▸ Your assignment: Check each line of the listing, and copy it if it contains the word "path".

______

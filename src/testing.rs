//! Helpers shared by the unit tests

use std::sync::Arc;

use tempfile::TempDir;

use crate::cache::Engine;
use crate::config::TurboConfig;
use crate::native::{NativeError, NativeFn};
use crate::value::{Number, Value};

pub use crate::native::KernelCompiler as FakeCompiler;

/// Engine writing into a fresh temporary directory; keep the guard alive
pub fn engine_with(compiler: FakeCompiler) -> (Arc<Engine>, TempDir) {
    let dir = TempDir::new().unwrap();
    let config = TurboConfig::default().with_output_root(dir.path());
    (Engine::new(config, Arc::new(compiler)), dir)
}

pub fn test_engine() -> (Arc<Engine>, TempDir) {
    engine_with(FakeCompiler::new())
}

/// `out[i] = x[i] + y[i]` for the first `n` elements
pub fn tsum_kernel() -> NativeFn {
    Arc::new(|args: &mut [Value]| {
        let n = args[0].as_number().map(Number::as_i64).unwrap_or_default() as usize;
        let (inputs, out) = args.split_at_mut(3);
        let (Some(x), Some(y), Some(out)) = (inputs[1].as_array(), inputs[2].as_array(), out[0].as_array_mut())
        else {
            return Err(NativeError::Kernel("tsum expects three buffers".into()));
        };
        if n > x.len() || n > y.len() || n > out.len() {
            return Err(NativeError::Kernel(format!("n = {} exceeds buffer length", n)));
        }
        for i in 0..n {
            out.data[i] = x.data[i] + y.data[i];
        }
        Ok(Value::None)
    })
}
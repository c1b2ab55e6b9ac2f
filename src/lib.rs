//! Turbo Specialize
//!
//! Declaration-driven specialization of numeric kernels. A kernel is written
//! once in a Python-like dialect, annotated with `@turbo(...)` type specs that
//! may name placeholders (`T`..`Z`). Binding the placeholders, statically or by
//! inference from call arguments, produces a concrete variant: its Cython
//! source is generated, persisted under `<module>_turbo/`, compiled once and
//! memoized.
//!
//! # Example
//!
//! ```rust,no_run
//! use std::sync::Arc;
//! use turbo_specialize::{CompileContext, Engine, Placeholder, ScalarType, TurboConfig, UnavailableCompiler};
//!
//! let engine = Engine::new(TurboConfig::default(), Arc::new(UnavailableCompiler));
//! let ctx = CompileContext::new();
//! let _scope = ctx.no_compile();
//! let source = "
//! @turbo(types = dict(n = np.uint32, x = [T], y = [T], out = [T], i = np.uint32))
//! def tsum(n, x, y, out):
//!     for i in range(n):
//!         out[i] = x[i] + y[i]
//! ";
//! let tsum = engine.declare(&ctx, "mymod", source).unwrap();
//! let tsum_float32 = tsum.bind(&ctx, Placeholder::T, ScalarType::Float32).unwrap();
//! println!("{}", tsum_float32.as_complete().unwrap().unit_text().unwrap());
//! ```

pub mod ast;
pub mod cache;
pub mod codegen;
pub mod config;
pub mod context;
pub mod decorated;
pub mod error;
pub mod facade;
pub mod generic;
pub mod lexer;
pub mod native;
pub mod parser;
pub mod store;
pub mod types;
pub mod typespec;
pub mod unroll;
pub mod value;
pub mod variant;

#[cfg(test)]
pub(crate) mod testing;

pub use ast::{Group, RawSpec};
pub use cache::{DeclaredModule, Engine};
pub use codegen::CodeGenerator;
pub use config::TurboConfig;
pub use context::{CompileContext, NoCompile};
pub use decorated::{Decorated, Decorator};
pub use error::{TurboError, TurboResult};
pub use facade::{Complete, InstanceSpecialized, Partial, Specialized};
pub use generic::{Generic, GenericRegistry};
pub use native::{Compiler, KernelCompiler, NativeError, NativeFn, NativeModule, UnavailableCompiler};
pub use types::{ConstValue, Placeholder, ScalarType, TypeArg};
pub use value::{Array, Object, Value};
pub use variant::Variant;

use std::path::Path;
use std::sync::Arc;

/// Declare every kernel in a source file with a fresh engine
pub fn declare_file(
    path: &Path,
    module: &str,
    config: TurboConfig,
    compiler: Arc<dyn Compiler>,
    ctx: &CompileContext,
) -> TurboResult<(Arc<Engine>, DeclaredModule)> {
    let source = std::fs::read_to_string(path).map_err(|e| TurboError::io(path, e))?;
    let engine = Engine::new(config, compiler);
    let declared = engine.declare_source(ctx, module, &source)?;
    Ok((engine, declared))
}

______

▸ Task answer:
    let config = TurboConfig::default().with_output_root(dir.path());
use std::path::Path;
    path: &Path,
    let source = std::fs::read_to_string(path).map_err(|e| TurboError::io(path, e))?;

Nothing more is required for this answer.